Seeing the Goldsmith’s Face
Aaron Fowler of Nova Scotia shaved his head when was 30 years old. That’s when people started telling him “Oh, you look just like The Rock,” AKA wrestler and film star Dwayne “The Rock” Johnson. When The Rock began rising on the wrestling scene around the year 2000, people started telling Trevor Edwards of Montreal that he looked a lot like him also. It turns out that Aaron and Trevor are actually half brothers with The Rock—something they never knew until DNA tests recently confirmed it.
Through DNA tests, Facebook searches, and Ancestry.com research, the brothers connected with three other siblings. These half-siblings live throughout Canada, and they never knew of each other’s existence. They are now connected by a common thread—their biological father, WWE wrestler Rocky Johnson abandoned them all.
Fortunately, the siblings only exhibit a physical resemblance to their father and don’t reflect his character. After living with the pain of rejection and growing up fatherless, these five siblings now take comfort in the acceptance of their newly discovered extended family.

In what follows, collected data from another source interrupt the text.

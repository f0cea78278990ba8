use rand::Rng;

use super::config::Seeding;
use super::lloyd::squared_distance;
use crate::samples::Point;

/// Pick `k` initial centroids from `points`. Callers guarantee `points.len() >= k`.
pub(crate) fn seed_centroids<R: Rng + ?Sized>(
    points: &[Point],
    k: usize,
    seeding: Seeding,
    rng: &mut R,
) -> Vec<Point> {
    match seeding {
        Seeding::Spread => spread(points, k, rng),
        Seeding::Uniform => uniform(points, k, rng),
    }
}

fn uniform<R: Rng + ?Sized>(points: &[Point], k: usize, rng: &mut R) -> Vec<Point> {
    rand::seq::index::sample(rng, points.len(), k)
        .iter()
        .map(|i| points[i])
        .collect()
}

fn spread<R: Rng + ?Sized>(points: &[Point], k: usize, rng: &mut R) -> Vec<Point> {
    let mut centroids = Vec::with_capacity(k);

    let first = points[rng.random_range(0..points.len())];
    centroids.push(first);

    // Squared distance from every point to its nearest chosen centroid.
    let mut nearest: Vec<f64> = points.iter().map(|p| squared_distance(p, &first)).collect();

    while centroids.len() < k {
        let total: f64 = nearest.iter().sum();
        let idx = if total > 0.0 {
            pick_weighted(&nearest, rng.random::<f64>() * total)
        } else {
            // Every point already sits on a centroid; fewer distinct colours than k.
            rng.random_range(0..points.len())
        };

        let chosen = points[idx];
        centroids.push(chosen);

        for (d, p) in nearest.iter_mut().zip(points) {
            let candidate = squared_distance(p, &chosen);
            if candidate < *d {
                *d = candidate;
            }
        }
    }

    centroids
}

/// Index whose cumulative weight first exceeds `target`. Zero-weight entries
/// are never returned while any positive weight exists.
fn pick_weighted(weights: &[f64], target: f64) -> usize {
    let mut acc = 0.0;
    let mut last_positive = 0;
    for (i, &w) in weights.iter().enumerate() {
        if w <= 0.0 {
            continue;
        }
        acc += w;
        last_positive = i;
        if acc > target {
            return i;
        }
    }
    last_positive
}
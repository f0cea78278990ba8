use crate::cluster::ClusterResult;
use crate::error::{QuantizeError, Result};
use crate::samples::PointSet;

/// Replace every point with a copy of its assigned centroid.
///
/// The returned set owns its data; `points` and `result` can be dropped
/// afterwards.
pub fn materialize(points: &PointSet, result: &ClusterResult) -> Result<PointSet> {
    if result.assignments.len() != points.len() {
        return Err(QuantizeError::invalid(format!(
            "{} assignments for {} points",
            result.assignments.len(),
            points.len()
        )));
    }

    let k = result.centroids.len();
    let quantized = result
        .assignments
        .iter()
        .enumerate()
        .map(|(i, &label)| {
            result.centroids.get(label).copied().ok_or_else(|| {
                QuantizeError::invalid(format!(
                    "assignment {label} of point {i} is outside 0..{k}"
                ))
            })
        })
        .collect::<Result<Vec<_>>>()?;

    Ok(PointSet::new(quantized))
}
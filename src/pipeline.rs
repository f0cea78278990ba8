use image::{DynamicImage, RgbImage};
use rand::Rng;
use tracing::info;

use crate::cluster::{ClusterEngine, ClusterResult, KMeansConfig};
use crate::error::Result;
use crate::reconstruct::materialize;
use crate::samples::{to_image, to_samples};
use crate::timing::PhaseTimer;

/// A quantized image together with the clustering that produced it.
#[derive(Debug, Clone)]
pub struct Quantized {
    pub image: RgbImage,
    pub result: ClusterResult,
}

/// Reduce `image` to `k` colours.
///
/// Marks the `prep`, `kmeans` and `reconstruct` phases on `timer`.
pub fn quantize_image<R, T>(
    image: &DynamicImage,
    k: usize,
    config: &KMeansConfig,
    rng: &mut R,
    timer: &mut T,
) -> Result<Quantized>
where
    R: Rng + ?Sized,
    T: PhaseTimer + ?Sized,
{
    let (width, height) = (image.width(), image.height());

    let samples = to_samples(image)?;
    info!(width, height, samples = samples.len(), "prepared samples");
    timer.mark("prep");

    let result = ClusterEngine::new(config.clone()).cluster(&samples, k, rng)?;
    info!(
        k,
        compactness = result.compactness,
        iterations = result.iterations,
        attempt = result.attempt,
        "kmeans done"
    );
    timer.mark("kmeans");

    let quantized = materialize(&samples, &result)?;
    drop(samples);
    let image = to_image(&quantized, height, width)?;
    timer.mark("reconstruct");

    Ok(Quantized { image, result })
}

#[cfg(test)]
mod tests {
    use super::*;
    use crate::error::QuantizeError;
    use crate::timing::Stopwatch;
    use image::{ImageBuffer, Rgb};
    use rand::SeedableRng;
    use rand_chacha::ChaCha8Rng;

    #[test]
    fn marks_core_phases() {
        let img: RgbImage = ImageBuffer::from_fn(4, 4, |x, y| Rgb([(x * 60) as u8, (y * 60) as u8, 0]));
        let mut sw = Stopwatch::new();
        let mut rng = ChaCha8Rng::seed_from_u64(1);
        quantize_image(
            &DynamicImage::ImageRgb8(img),
            4,
            &KMeansConfig::default(),
            &mut rng,
            &mut sw,
        )
        .unwrap();

        let labels: Vec<&str> = sw.events().iter().map(|e| e.label.as_str()).collect();
        assert_eq!(labels, vec!["prep", "kmeans", "reconstruct"]);
    }

    #[test]
    fn failure_leaves_no_marks_past_the_failing_phase() {
        let img: RgbImage = ImageBuffer::from_pixel(1, 1, Rgb([1, 2, 3]));
        let mut sw = Stopwatch::new();
        let mut rng = ChaCha8Rng::seed_from_u64(1);
        let err = quantize_image(
            &DynamicImage::ImageRgb8(img),
            2,
            &KMeansConfig::default(),
            &mut rng,
            &mut sw,
        )
        .unwrap_err();

        assert!(matches!(err, QuantizeError::InvalidInput(_)));
        assert_eq!(sw.events().len(), 1);
    }
}
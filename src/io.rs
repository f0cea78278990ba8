//! Decode and encode at the filesystem boundary. Everything here reports
//! failures as [`QuantizeError::ResourceFailure`].

use std::fs;
use std::io::Cursor;
use std::path::{Path, PathBuf};

use image::codecs::jpeg::JpegEncoder;
use image::{DynamicImage, RgbImage};

use crate::error::{QuantizeError, Result};

pub const DEFAULT_JPEG_QUALITY: u8 = 95;

/// Decode any format `image` understands and drop alpha, leaving 8-bit RGB.
pub fn decode_color_image(bytes: &[u8]) -> Result<DynamicImage> {
    let img = image::load_from_memory(bytes)?;
    Ok(DynamicImage::ImageRgb8(img.to_rgb8()))
}

pub fn load_color_image<P: AsRef<Path>>(path: P) -> Result<DynamicImage> {
    let path = path.as_ref();
    let img = image::open(path).map_err(|e| {
        QuantizeError::ResourceFailure(format!("failed to open {}: {e}", path.display()))
    })?;
    Ok(DynamicImage::ImageRgb8(img.to_rgb8()))
}

/// Encode as baseline JPEG. `quality` is 0-100; the encoder's floor is 1, so 0
/// encodes like 1.
pub fn encode_jpeg(image: &RgbImage, quality: u8) -> Result<Vec<u8>> {
    if quality > 100 {
        return Err(QuantizeError::invalid(format!(
            "jpeg quality must be in [0, 100], got {quality}"
        )));
    }
    let mut buf = Vec::new();
    {
        let mut cursor = Cursor::new(&mut buf);
        let mut encoder = JpegEncoder::new_with_quality(&mut cursor, quality.max(1));
        encoder.encode_image(image)?;
    }
    Ok(buf)
}

pub fn ensure_directory<P: AsRef<Path>>(dir: P) -> Result<()> {
    fs::create_dir_all(&dir)?;
    Ok(())
}

/// `<out_dir>/<stem>_k<k>_q<quality>.jpg`
pub fn output_path<I, O>(input: I, out_dir: O, k: usize, quality: u8) -> PathBuf
where
    I: AsRef<Path>,
    O: AsRef<Path>,
{
    let stem = input
        .as_ref()
        .file_stem()
        .and_then(|s| s.to_str())
        .unwrap_or("image");
    out_dir.as_ref().join(format!("{stem}_k{k}_q{quality}.jpg"))
}

pub fn save_jpeg<P: AsRef<Path>>(path: P, image: &RgbImage, quality: u8) -> Result<()> {
    let bytes = encode_jpeg(image, quality)?;
    fs::write(&path, bytes)?;
    Ok(())
}
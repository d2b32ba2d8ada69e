//! Health, liveness, and readiness endpoint handlers.

use axum::extract::State;
use axum::http::StatusCode;
use axum::Json;
use serde_json::json;

use super::AppState;
use crate::network::HealthState;

/// Detailed health information as JSON.
///
/// Always 200; the `state` field tells whether the server is ready or
/// draining.
pub async fn health_handler(State(state): State<AppState>) -> Json<serde_json::Value> {
    Json(json!({
        "state": state.shutdown.health_state().as_str(),
        "in_flight": state.shutdown.in_flight_count(),
        "uptime_secs": state.start_time.elapsed().as_secs(),
        "version": env!("CARGO_PKG_VERSION"),
    }))
}

/// Liveness probe: the process answers.
pub async fn liveness_handler() -> StatusCode {
    StatusCode::OK
}

/// Readiness probe: 200 when ready, 503 while starting or draining.
pub async fn readiness_handler(State(state): State<AppState>) -> StatusCode {
    if state.shutdown.health_state() == HealthState::Ready {
        StatusCode::OK
    } else {
        StatusCode::SERVICE_UNAVAILABLE
    }
}
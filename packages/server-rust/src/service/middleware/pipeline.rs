//! Pipeline composition: wraps the router with the operation middleware.

use tower::util::BoxCloneSyncService;
use tower::ServiceBuilder;

use super::metrics::MetricsLayer;
use crate::service::operation::{Operation, OperationError, OperationResponse};
use crate::service::router::OperationRouter;

/// The composed, cloneable operation pipeline.
pub type OperationPipeline = BoxCloneSyncService<Operation, OperationResponse, OperationError>;

/// Build the operation pipeline by wrapping the `OperationRouter` with middleware layers.
///
/// `MetricsLayer` sits closest to the router so the recorded duration covers
/// only the domain work.
#[must_use]
pub fn build_operation_pipeline(router: OperationRouter) -> OperationPipeline {
    BoxCloneSyncService::new(ServiceBuilder::new().layer(MetricsLayer).service(router))
}

// ---------------------------------------------------------------------------
// Tests
// ---------------------------------------------------------------------------
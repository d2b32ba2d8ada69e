//! Reader for the layer catalogue of a `.qgs` project file.
//!
//! Only `qgis/projectlayers/maplayer` elements are read: id, names,
//! provider, datasource, CRS and the attribute field names declared in
//! `fieldConfiguration`.

use std::path::{Path, PathBuf};

use quick_xml::events::{BytesStart, Event};
use quick_xml::Reader;
use tracing::warn;

use crate::datasource::DataSource;
use crate::project::Project;
use crate::types::{LayerKind, MapLayer};

#[derive(Debug, thiserror::Error)]
pub enum QgsError {
    #[error("cannot read project {path}: {source}")]
    Io {
        path: PathBuf,
        #[source]
        source: std::io::Error,
    },
    #[error("unsupported project format: {path}")]
    UnsupportedFormat { path: PathBuf },
    #[error("malformed project XML: {0}")]
    Xml(#[from] quick_xml::Error),
    #[error("root element is <{found}>, expected <qgis>")]
    NotAProject { found: String },
}

/// Reads the layer catalogue of the `.qgs` file at `path`.
///
/// # Errors
///
/// Returns [`QgsError`] for unreadable files, zipped `.qgz` projects and
/// malformed XML.
pub fn read_project(path: &Path) -> Result<Project, QgsError> {
    let is_qgs = path
        .extension()
        .and_then(|e| e.to_str())
        .is_some_and(|e| e.eq_ignore_ascii_case("qgs"));
    if !is_qgs {
        return Err(QgsError::UnsupportedFormat {
            path: path.to_path_buf(),
        });
    }

    let xml = std::fs::read_to_string(path).map_err(|source| QgsError::Io {
        path: path.to_path_buf(),
        source,
    })?;
    parse_project(&xml, path)
}

/// Parses project XML. `path` anchors relative datasource paths.
///
/// # Errors
///
/// Returns [`QgsError::Xml`] for malformed XML and
/// [`QgsError::NotAProject`] when the root element is not `<qgis>`.
pub fn parse_project(xml: &str, path: &Path) -> Result<Project, QgsError> {
    let base_dir = path.parent();
    let mut reader = Reader::from_str(xml);
    reader.trim_text(true);

    let mut stack: Vec<String> = Vec::new();
    let mut current: Option<LayerBuilder> = None;
    let mut layers = Vec::new();

    loop {
        match reader.read_event()? {
            Event::Start(e) => {
                let name = local_name(&e);
                if stack.is_empty() && name != "qgis" {
                    return Err(QgsError::NotAProject { found: name });
                }
                let parent = stack.last().map(String::as_str);
                if name == "maplayer" && parent == Some("projectlayers") {
                    current = Some(LayerBuilder::new(attribute(&e, "type")?));
                } else if let Some(builder) = current.as_mut() {
                    if name == "field" && parent == Some("fieldConfiguration") {
                        builder.push_field(attribute(&e, "name")?);
                    }
                }
                stack.push(name);
            }
            Event::Empty(e) => {
                let name = local_name(&e);
                if stack.is_empty() && name != "qgis" {
                    return Err(QgsError::NotAProject { found: name });
                }
                let parent = stack.last().map(String::as_str);
                if let Some(builder) = current.as_mut() {
                    if name == "field" && parent == Some("fieldConfiguration") {
                        builder.push_field(attribute(&e, "name")?);
                    }
                }
            }
            Event::Text(t) => {
                if let Some(builder) = current.as_mut() {
                    let text = t.unescape()?;
                    builder.text(&stack, &text);
                }
            }
            Event::End(_) => {
                let closed = stack.pop();
                let parent = stack.last().map(String::as_str);
                if closed.as_deref() == Some("maplayer") && parent == Some("projectlayers") {
                    if let Some(layer) = current.take().and_then(|b| b.build(base_dir)) {
                        layers.push(layer);
                    }
                }
            }
            Event::Eof => break,
            _ => {}
        }
    }

    Ok(Project::new(path, layers))
}

fn local_name(e: &BytesStart<'_>) -> String {
    String::from_utf8_lossy(e.local_name().as_ref()).into_owned()
}

fn attribute(e: &BytesStart<'_>, key: &str) -> Result<Option<String>, QgsError> {
    for attr in e.attributes() {
        let attr = attr.map_err(quick_xml::Error::from)?;
        if attr.key.as_ref() == key.as_bytes() {
            return Ok(Some(attr.unescape_value()?.into_owned()));
        }
    }
    Ok(None)
}

#[derive(Debug, Default)]
struct LayerBuilder {
    kind: Option<String>,
    id: Option<String>,
    name: Option<String>,
    short_name: Option<String>,
    provider: Option<String>,
    datasource: Option<String>,
    srid: Option<u32>,
    fields: Vec<String>,
}

impl LayerBuilder {
    fn new(kind: Option<String>) -> Self {
        Self {
            kind,
            ..Self::default()
        }
    }

    fn push_field(&mut self, name: Option<String>) {
        if let Some(name) = name {
            self.fields.push(name);
        }
    }

    /// Records the text content of the element on top of `stack`.
    fn text(&mut self, stack: &[String], text: &str) {
        let [.., parent, element] = stack else {
            return;
        };
        let value = || Some(text.to_string());
        match (parent.as_str(), element.as_str()) {
            ("maplayer", "id") => self.id = value(),
            ("maplayer", "layername") => self.name = value(),
            ("maplayer", "shortname") => self.short_name = value(),
            ("maplayer", "provider") => self.provider = value(),
            ("maplayer", "datasource") => self.datasource = value(),
            ("spatialrefsys", "srid") => self.srid = text.parse().ok().filter(|&s| s > 0),
            _ => {}
        }
    }

    fn build(self, base_dir: Option<&Path>) -> Option<MapLayer> {
        let Some(id) = self.id else {
            warn!(name = ?self.name, "project layer without id skipped");
            return None;
        };
        let provider = self.provider.unwrap_or_default();
        let datasource = DataSource::parse(
            &provider,
            self.datasource.as_deref().unwrap_or_default(),
            base_dir,
        );
        Some(MapLayer {
            name: self.name.unwrap_or_else(|| id.clone()),
            id,
            short_name: self.short_name,
            kind: LayerKind::from_qgs(self.kind.as_deref().unwrap_or_default()),
            provider,
            datasource,
            fields: self.fields,
            srid: self.srid,
        })
    }
}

Life’s trials can lead us to two possible outcomes: we can become embittered and allow them to drag us down and drive us away from God, or we can become empowered as we turn to Christ for strength to overcome the challenges. One way to experience this empowerment is to cling to the promise that God will never leave us nor forsake us. God has never abandoned us. That promise of acceptance into our heavenly family can give us the boost we need to power through our struggles.
As we grow and mature through life’s hardships, we begin to take on the character of Christ. Just as the goldsmith refines gold in the furnace until it’s so pure it perfectly reflects the goldsmith’s face, so we are purified through trials until we rightly reflect Christ’s character.
As we share in the sufferings of Christ, we understand just a bit more of what it took to provide for our salvation. We learn how important it is to help relieve the sufferings of others. Our ultimate goal in this life, then, is to become so Christlike that, when people see us, they see Jesus.
Connecting: How would you honestly feel if you discovered that you have a previously unknown sibling? Would you embrace that person? Or would you avoid them?
Sharing: What does it mean to perfectly reflect the character of Christ?
- We will never commit a single sin, in thought or deed
- We will love others the way Christ loves them, without judgment or condemnation
- We will face trials calmly, with the peace and assurance of God’s heavenly presence in our lives
- We will treat our bodies as the temple of God by practicing veganism and avoiding all secular media
- People become more important to us than our possessions
Applying: The thought of having to be perfectly Christ-like can be depressingly overwhelming. Try to keep a realistic perspective by reviewing scriptural promises that remind you that by faith Jesus is your Savior, not works.